(Saved entries)
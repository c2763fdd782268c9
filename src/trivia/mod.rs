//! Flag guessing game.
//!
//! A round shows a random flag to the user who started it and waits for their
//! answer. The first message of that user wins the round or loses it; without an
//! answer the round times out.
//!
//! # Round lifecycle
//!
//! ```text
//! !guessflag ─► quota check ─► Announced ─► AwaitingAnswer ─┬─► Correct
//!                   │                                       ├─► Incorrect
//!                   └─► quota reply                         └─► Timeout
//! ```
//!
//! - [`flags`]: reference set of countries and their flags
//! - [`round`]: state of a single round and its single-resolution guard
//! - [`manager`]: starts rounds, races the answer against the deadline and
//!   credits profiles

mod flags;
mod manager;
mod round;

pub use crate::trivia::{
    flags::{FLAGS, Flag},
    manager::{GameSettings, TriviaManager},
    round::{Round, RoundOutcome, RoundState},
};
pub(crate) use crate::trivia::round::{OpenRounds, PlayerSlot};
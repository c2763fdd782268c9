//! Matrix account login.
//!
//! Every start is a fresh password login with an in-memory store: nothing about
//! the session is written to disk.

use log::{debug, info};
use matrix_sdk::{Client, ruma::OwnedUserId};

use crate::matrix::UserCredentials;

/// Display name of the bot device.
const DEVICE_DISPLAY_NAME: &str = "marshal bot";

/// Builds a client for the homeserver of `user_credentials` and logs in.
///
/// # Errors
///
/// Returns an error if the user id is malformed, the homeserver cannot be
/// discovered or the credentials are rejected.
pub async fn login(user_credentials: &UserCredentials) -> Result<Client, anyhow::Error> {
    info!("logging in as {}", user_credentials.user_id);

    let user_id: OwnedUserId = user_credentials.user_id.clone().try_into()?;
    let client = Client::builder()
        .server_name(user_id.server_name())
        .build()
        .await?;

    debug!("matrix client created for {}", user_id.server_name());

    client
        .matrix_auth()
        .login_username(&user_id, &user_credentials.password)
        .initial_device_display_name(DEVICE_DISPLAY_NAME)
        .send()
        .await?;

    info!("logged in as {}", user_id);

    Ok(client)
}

### Work order
Across the records above, how many lines does the word "UserCredentials" appear on? Reply with the number only.

### Result for this exercise
2